Things are complicated when it comes to a destination wedding. As a guest, you must be away from work; get to the meeting place; pay for accommodation; and find daycare, if you need it. You’re already spending so much before you can even celebrate with the happy couple, which begs the question: Are gifts really necessary when it comes to a destination wedding? And if so, how much should guests spend? I spoke to married people, wedding guests, event planners and etiquette experts to find out.
Gifts are not necessary, but they are the icing on the cake
Historically, guests send newlyweds into married life with gifts of household items (hence the wedding registry). But nowadays, this is not always necessary. “At a time when many couples have already established a home together before getting married, the need to register for each new appliance or addition to the home has disappeared,” says Lindsey Shaktman, destination event planner at Mavinhouse Events.
Still, giving gifts can often be a way for guests to participate in the special occasion or express their love for the couple, says Cristina Verger, wedding and event planner in New York. There’s something special about seeing an item in your home, years after your special day, and remembering the donor who gave you a keepsake of their affection. After all, some people’s love language is gift giving.

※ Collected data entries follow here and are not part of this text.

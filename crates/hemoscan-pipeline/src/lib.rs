//! hemoscan-pipeline: fundus hemorrhage detection (sans-IO).
//!
//! Two independent pipelines turn a colour fundus photograph into an
//! ordered trace of labelled stage images:
//!
//! - [`vessel`] (Method 1): grayscale -> Frangi vesselness -> threshold
//!   -> small-object removal, intersected with an HSV red-lesion mask and
//!   painted over the original.
//! - [`stepwise`] (Method 2): resize -> green channel -> CLAHE ->
//!   complement -> background subtraction -> rescale -> local mean
//!   threshold -> closing.
//!
//! This crate has **no I/O dependencies**. It operates on in-memory byte
//! slices and rasters and returns structured data; reading files and
//! writing PNGs lives in the `hemoscan` binary.

pub mod clahe;
pub mod color;
pub mod config;
pub mod contrast;
pub mod decode;
pub mod diagnostics;
pub mod mask;
pub mod morphology;
pub mod resize;
pub mod stepwise;
pub mod threshold;
pub mod types;
pub mod vessel;
pub mod vesselness;

pub use color::HueBand;
pub use config::{DetectionConfig, StepwiseConfig, VesselConfig};
pub use decode::decode;
pub use diagnostics::{Clock, PipelineDiagnostics, SystemClock};
pub use mask::BinaryMask;
pub use resize::ResizeFilter;
pub use stepwise::StepwiseStages;
pub use types::{
    Dimensions, MaskSummary, Method, PipelineError, PipelineResult, RasterImage, StageImage,
};
pub use vessel::VesselStages;

/// How [`detect_all_with`] schedules the two pipelines.
#[derive(Debug, Clone, Copy, Default, PartialEq, Eq)]
pub enum Execution {
    /// Run both pipelines at once on two scoped threads.
    #[default]
    Concurrent,
    /// Run Method 1, then Method 2, on the calling thread.
    Sequential,
}

/// Output of both pipelines for one input.
#[derive(Debug, Clone)]
pub struct Detections {
    /// Method 1 stages.
    pub vessel: VesselStages,
    /// Method 1 timing.
    pub vessel_diagnostics: PipelineDiagnostics,
    /// Method 2 stages.
    pub stepwise: StepwiseStages,
    /// Method 2 timing.
    pub stepwise_diagnostics: PipelineDiagnostics,
}

impl Detections {
    /// Both rendered traces, Method 1 first.
    #[must_use]
    pub fn into_results(self) -> [PipelineResult; 2] {
        [
            self.vessel.into_pipeline_result(),
            self.stepwise.into_pipeline_result(),
        ]
    }
}

/// Run both pipelines concurrently with the system clock.
///
/// # Errors
///
/// Returns [`PipelineError::InvalidConfig`] if either half of `config`
/// is invalid, or [`PipelineError::InvalidInput`] if `input` is empty or
/// not three-channel. Both are checked before any work starts, so no
/// partial results are produced.
pub fn detect_all(
    input: &RasterImage,
    config: &DetectionConfig,
) -> Result<Detections, PipelineError> {
    detect_all_with(input, config, Execution::Concurrent, &SystemClock)
}

/// Run both pipelines with the given scheduling and clock.
///
/// The pipelines share no state; concurrent and sequential execution
/// produce identical stage images.
///
/// # Errors
///
/// Same as [`detect_all`].
pub fn detect_all_with<C: Clock + Sync>(
    input: &RasterImage,
    config: &DetectionConfig,
    execution: Execution,
    clock: &C,
) -> Result<Detections, PipelineError> {
    config.validate()?;
    input.require_color()?;
    tracing::debug!(
        dimensions = %input.dimensions(),
        ?execution,
        "running both detection pipelines",
    );

    let (vessel, stepwise) = match execution {
        Execution::Sequential => (
            vessel::detect_with_diagnostics(input, &config.vessel, clock),
            stepwise::detect_with_diagnostics(input, &config.stepwise, clock),
        ),
        Execution::Concurrent => std::thread::scope(|scope| {
            let vessel = scope.spawn(|| vessel::detect_with_diagnostics(input, &config.vessel, clock));
            let stepwise = stepwise::detect_with_diagnostics(input, &config.stepwise, clock);
            let vessel = vessel
                .join()
                .unwrap_or_else(|payload| std::panic::resume_unwind(payload));
            (vessel, stepwise)
        }),
    };

    let (vessel, vessel_diagnostics) = vessel?;
    let (stepwise, stepwise_diagnostics) = stepwise?;
    Ok(Detections {
        vessel,
        vessel_diagnostics,
        stepwise,
        stepwise_diagnostics,
    })
}
//! Tunable parameters for both detection pipelines.
//!
//! Every field has a default matching the published method, exposed as
//! a `DEFAULT_*` associated constant so the CLI and tests can refer to
//! it. Configs deserialize with missing fields filled from the defaults,
//! and [`VesselConfig::validate`] / [`StepwiseConfig::validate`] reject
//! values the filters cannot work with.

use serde::{Deserialize, Serialize};

use crate::color::{HueBand, MAX_HUE};
use crate::resize::ResizeFilter;
use crate::types::{Dimensions, PipelineError};

/// Configuration for Method 1 (vesselness + red lesion detection).
#[derive(Debug, Clone, PartialEq, Serialize, Deserialize)]
#[serde(default)]
pub struct VesselConfig {
    /// Gaussian scales at which vesselness is evaluated.
    pub vesselness_sigmas: Vec<f32>,

    /// Frangi `beta`: sensitivity to blob-like versus line-like
    /// structure. Smaller values suppress blobs more strongly.
    pub vesselness_beta: f32,

    /// 8-bit vesselness response above which a pixel is a vessel.
    pub vessel_threshold: u8,

    /// Vessel components (4-connected) smaller than this are dropped.
    pub min_vessel_size: u32,

    /// Hue intervals (0..=180 convention) counted as red.
    pub red_hue_bands: Vec<HueBand>,

    /// Minimum HSV saturation for a red lesion pixel.
    pub min_saturation: u8,

    /// Minimum HSV value for a red lesion pixel.
    pub min_value: u8,

    /// Colour painted over hemorrhage pixels in the overlay.
    pub highlight_color: [u8; 3],
}

impl VesselConfig {
    /// Default vesselness scales.
    pub const DEFAULT_VESSELNESS_SIGMAS: [f32; 5] = [1.0, 3.0, 5.0, 7.0, 9.0];

    /// Default Frangi `beta`.
    pub const DEFAULT_VESSELNESS_BETA: f32 = 0.5;

    /// Default 8-bit vessel threshold.
    pub const DEFAULT_VESSEL_THRESHOLD: u8 = 20;

    /// Default minimum vessel component size in pixels.
    pub const DEFAULT_MIN_VESSEL_SIZE: u32 = 100;

    /// Default red hue bands: both ends of the hue circle.
    pub const DEFAULT_RED_HUE_BANDS: [HueBand; 2] = [HueBand::new(0, 10), HueBand::new(170, 180)];

    /// Default minimum saturation.
    pub const DEFAULT_MIN_SATURATION: u8 = 120;

    /// Default minimum value.
    pub const DEFAULT_MIN_VALUE: u8 = 70;

    /// Default highlight colour (pure red).
    pub const DEFAULT_HIGHLIGHT_COLOR: [u8; 3] = [255, 0, 0];

    /// Check that every parameter is usable.
    ///
    /// # Errors
    ///
    /// Returns [`PipelineError::InvalidConfig`] describing the first
    /// offending field.
    pub fn validate(&self) -> Result<(), PipelineError> {
        if self.vesselness_sigmas.is_empty() {
            return Err(invalid("vesselness_sigmas must not be empty"));
        }
        if let Some(bad) = self
            .vesselness_sigmas
            .iter()
            .find(|s| !s.is_finite() || **s <= 0.0)
        {
            return Err(invalid(format!(
                "vesselness_sigmas must be positive, got {bad}"
            )));
        }
        if !self.vesselness_beta.is_finite() || self.vesselness_beta <= 0.0 {
            return Err(invalid(format!(
                "vesselness_beta must be positive, got {}",
                self.vesselness_beta
            )));
        }
        if self.red_hue_bands.is_empty() {
            return Err(invalid("red_hue_bands must not be empty"));
        }
        for band in &self.red_hue_bands {
            if band.low > band.high || band.high > MAX_HUE {
                return Err(invalid(format!(
                    "hue band {}..={} must satisfy low <= high <= {MAX_HUE}",
                    band.low, band.high
                )));
            }
        }
        Ok(())
    }
}

impl Default for VesselConfig {
    fn default() -> Self {
        Self {
            vesselness_sigmas: Self::DEFAULT_VESSELNESS_SIGMAS.to_vec(),
            vesselness_beta: Self::DEFAULT_VESSELNESS_BETA,
            vessel_threshold: Self::DEFAULT_VESSEL_THRESHOLD,
            min_vessel_size: Self::DEFAULT_MIN_VESSEL_SIZE,
            red_hue_bands: Self::DEFAULT_RED_HUE_BANDS.to_vec(),
            min_saturation: Self::DEFAULT_MIN_SATURATION,
            min_value: Self::DEFAULT_MIN_VALUE,
            highlight_color: Self::DEFAULT_HIGHLIGHT_COLOR,
        }
    }
}

/// Configuration for Method 2 (step-wise morphological detection).
#[derive(Debug, Clone, PartialEq, Serialize, Deserialize)]
#[serde(default)]
pub struct StepwiseConfig {
    /// Every input is resized to exactly this size first.
    pub canonical_size: Dimensions,

    /// Resampling filter for the initial resize.
    pub resize_filter: ResizeFilter,

    /// CLAHE tile grid as `(columns, rows)`.
    pub clahe_tiles: (u32, u32),

    /// CLAHE clip limit, relative to the mean histogram bin height.
    pub clahe_clip_limit: f32,

    /// Disk radius of the opening that estimates the background.
    pub open_radius: u8,

    /// Median filter window size (odd).
    pub median_kernel: u32,

    /// Input intensity range stretched to `0..=255`.
    pub rescale_range: (u8, u8),

    /// Adaptive threshold window size (odd, at least 3).
    pub block_size: u32,

    /// Margin a pixel must exceed its local mean by to be foreground.
    pub threshold_offset: i32,

    /// Disk radius of the final closing.
    pub close_radius: u8,
}

impl StepwiseConfig {
    /// Default working size.
    pub const DEFAULT_CANONICAL_SIZE: Dimensions = Dimensions {
        width: 512,
        height: 512,
    };

    /// Default resize filter (bilinear).
    pub const DEFAULT_RESIZE_FILTER: ResizeFilter = ResizeFilter::Triangle;

    /// Default CLAHE grid.
    pub const DEFAULT_CLAHE_TILES: (u32, u32) = (8, 8);

    /// Default CLAHE clip limit.
    pub const DEFAULT_CLAHE_CLIP_LIMIT: f32 = 2.0;

    /// Default opening radius (5x5 ellipse).
    pub const DEFAULT_OPEN_RADIUS: u8 = 2;

    /// Default median window.
    pub const DEFAULT_MEDIAN_KERNEL: u32 = 5;

    /// Default rescale input range.
    pub const DEFAULT_RESCALE_RANGE: (u8, u8) = (50, 200);

    /// Default adaptive threshold window.
    pub const DEFAULT_BLOCK_SIZE: u32 = 51;

    /// Default adaptive threshold offset.
    pub const DEFAULT_THRESHOLD_OFFSET: i32 = 10;

    /// Default closing radius (7x7 disk).
    pub const DEFAULT_CLOSE_RADIUS: u8 = 3;

    /// Check that every parameter is usable.
    ///
    /// # Errors
    ///
    /// Returns [`PipelineError::InvalidConfig`] describing the first
    /// offending field.
    pub fn validate(&self) -> Result<(), PipelineError> {
        if self.canonical_size.is_empty() {
            return Err(invalid(format!(
                "canonical_size must be non-zero, got {}",
                self.canonical_size
            )));
        }
        let (tiles_x, tiles_y) = self.clahe_tiles;
        if tiles_x == 0 || tiles_y == 0 {
            return Err(invalid(format!(
                "clahe_tiles must be non-zero, got {tiles_x}x{tiles_y}"
            )));
        }
        if !self.clahe_clip_limit.is_finite() || self.clahe_clip_limit <= 0.0 {
            return Err(invalid(format!(
                "clahe_clip_limit must be positive, got {}",
                self.clahe_clip_limit
            )));
        }
        if self.median_kernel == 0 || self.median_kernel % 2 == 0 {
            return Err(invalid(format!(
                "median_kernel must be odd, got {}",
                self.median_kernel
            )));
        }
        let (low, high) = self.rescale_range;
        if low >= high {
            return Err(invalid(format!(
                "rescale_range must satisfy low < high, got ({low}, {high})"
            )));
        }
        if self.block_size < 3 || self.block_size % 2 == 0 {
            return Err(invalid(format!(
                "block_size must be odd and at least 3, got {}",
                self.block_size
            )));
        }
        Ok(())
    }
}

impl Default for StepwiseConfig {
    fn default() -> Self {
        Self {
            canonical_size: Self::DEFAULT_CANONICAL_SIZE,
            resize_filter: Self::DEFAULT_RESIZE_FILTER,
            clahe_tiles: Self::DEFAULT_CLAHE_TILES,
            clahe_clip_limit: Self::DEFAULT_CLAHE_CLIP_LIMIT,
            open_radius: Self::DEFAULT_OPEN_RADIUS,
            median_kernel: Self::DEFAULT_MEDIAN_KERNEL,
            rescale_range: Self::DEFAULT_RESCALE_RANGE,
            block_size: Self::DEFAULT_BLOCK_SIZE,
            threshold_offset: Self::DEFAULT_THRESHOLD_OFFSET,
            close_radius: Self::DEFAULT_CLOSE_RADIUS,
        }
    }
}

/// Configuration for both pipelines.
#[derive(Debug, Clone, Default, PartialEq, Serialize, Deserialize)]
#[serde(default)]
pub struct DetectionConfig {
    /// Method 1 parameters.
    pub vessel: VesselConfig,
    /// Method 2 parameters.
    pub stepwise: StepwiseConfig,
}

impl DetectionConfig {
    /// Validate both halves.
    ///
    /// # Errors
    ///
    /// Returns [`PipelineError::InvalidConfig`] for the first invalid
    /// field found, checking the vessel settings first.
    pub fn validate(&self) -> Result<(), PipelineError> {
        self.vessel.validate()?;
        self.stepwise.validate()
    }
}

fn invalid(message: impl Into<String>) -> PipelineError {
    PipelineError::InvalidConfig(message.into())
}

Be honest about the type of gifts you can give
For a destination wedding in California that Jenna Amatulli, editor of The US Guardian, attended as guests, the couple opted to have a gift registry. It was “lightweight register,” she says, emphasizing experiential gifts rather than material possessions. Still, Amatulli gave the couple a formal wedding gift because “I’m good friends with them and wanted to give them something substantial.”